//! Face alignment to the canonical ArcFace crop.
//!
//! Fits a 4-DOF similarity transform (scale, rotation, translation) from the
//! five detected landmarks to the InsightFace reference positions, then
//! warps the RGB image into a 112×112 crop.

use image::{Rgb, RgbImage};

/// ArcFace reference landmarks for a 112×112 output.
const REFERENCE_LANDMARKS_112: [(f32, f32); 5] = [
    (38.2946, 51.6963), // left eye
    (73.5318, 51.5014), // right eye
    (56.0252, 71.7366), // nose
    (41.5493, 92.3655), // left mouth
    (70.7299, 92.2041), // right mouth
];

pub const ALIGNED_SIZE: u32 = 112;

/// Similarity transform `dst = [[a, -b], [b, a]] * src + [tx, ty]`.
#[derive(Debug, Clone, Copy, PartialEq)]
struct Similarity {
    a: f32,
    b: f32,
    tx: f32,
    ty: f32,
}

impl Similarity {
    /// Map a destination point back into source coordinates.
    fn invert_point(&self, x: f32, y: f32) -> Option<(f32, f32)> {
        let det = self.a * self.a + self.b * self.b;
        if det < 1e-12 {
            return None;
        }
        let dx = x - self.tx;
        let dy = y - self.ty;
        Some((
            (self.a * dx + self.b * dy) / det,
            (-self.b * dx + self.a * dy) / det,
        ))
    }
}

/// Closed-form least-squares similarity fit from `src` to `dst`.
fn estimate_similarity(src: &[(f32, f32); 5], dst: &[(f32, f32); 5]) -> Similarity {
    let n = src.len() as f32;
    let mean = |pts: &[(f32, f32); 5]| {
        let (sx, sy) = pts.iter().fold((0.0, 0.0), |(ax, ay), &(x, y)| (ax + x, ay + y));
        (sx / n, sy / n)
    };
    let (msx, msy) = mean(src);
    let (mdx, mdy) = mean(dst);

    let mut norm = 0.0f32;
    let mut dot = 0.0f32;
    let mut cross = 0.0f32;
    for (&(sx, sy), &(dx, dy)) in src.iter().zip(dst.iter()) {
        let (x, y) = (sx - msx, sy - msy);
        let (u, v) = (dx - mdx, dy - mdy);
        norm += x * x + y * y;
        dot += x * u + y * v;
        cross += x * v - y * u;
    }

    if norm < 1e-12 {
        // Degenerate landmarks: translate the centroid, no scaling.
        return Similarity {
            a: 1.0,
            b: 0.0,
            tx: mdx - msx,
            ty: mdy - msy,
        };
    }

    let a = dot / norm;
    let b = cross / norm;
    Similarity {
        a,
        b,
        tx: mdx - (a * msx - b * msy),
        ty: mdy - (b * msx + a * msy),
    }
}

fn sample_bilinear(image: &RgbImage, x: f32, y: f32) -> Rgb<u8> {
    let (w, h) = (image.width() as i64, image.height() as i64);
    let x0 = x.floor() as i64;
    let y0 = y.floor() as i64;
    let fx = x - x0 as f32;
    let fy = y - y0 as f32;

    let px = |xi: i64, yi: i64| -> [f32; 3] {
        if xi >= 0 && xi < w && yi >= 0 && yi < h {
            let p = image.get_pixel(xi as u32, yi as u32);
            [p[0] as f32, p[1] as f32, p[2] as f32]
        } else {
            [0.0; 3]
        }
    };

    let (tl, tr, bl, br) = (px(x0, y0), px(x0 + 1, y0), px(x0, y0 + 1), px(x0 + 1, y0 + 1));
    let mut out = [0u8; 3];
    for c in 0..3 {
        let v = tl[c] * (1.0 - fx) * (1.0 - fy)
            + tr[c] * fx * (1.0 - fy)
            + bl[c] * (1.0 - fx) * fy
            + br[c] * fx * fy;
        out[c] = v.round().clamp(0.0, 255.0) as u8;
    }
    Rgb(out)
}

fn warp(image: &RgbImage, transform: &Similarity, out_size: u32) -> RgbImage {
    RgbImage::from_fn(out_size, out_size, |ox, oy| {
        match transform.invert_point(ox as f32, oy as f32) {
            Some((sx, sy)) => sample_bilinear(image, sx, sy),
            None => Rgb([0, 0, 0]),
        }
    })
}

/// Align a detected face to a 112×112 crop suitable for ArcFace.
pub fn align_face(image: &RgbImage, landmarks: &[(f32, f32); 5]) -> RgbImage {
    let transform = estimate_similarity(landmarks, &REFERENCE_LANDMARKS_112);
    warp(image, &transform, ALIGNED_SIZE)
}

■ ■ ■ ■

> Exercise aim:
Each line in the records above with "into" must be returned.

> Solution below:
//! warps the RGB image into a 112×112 crop.
    /// Map a destination point back into source coordinates.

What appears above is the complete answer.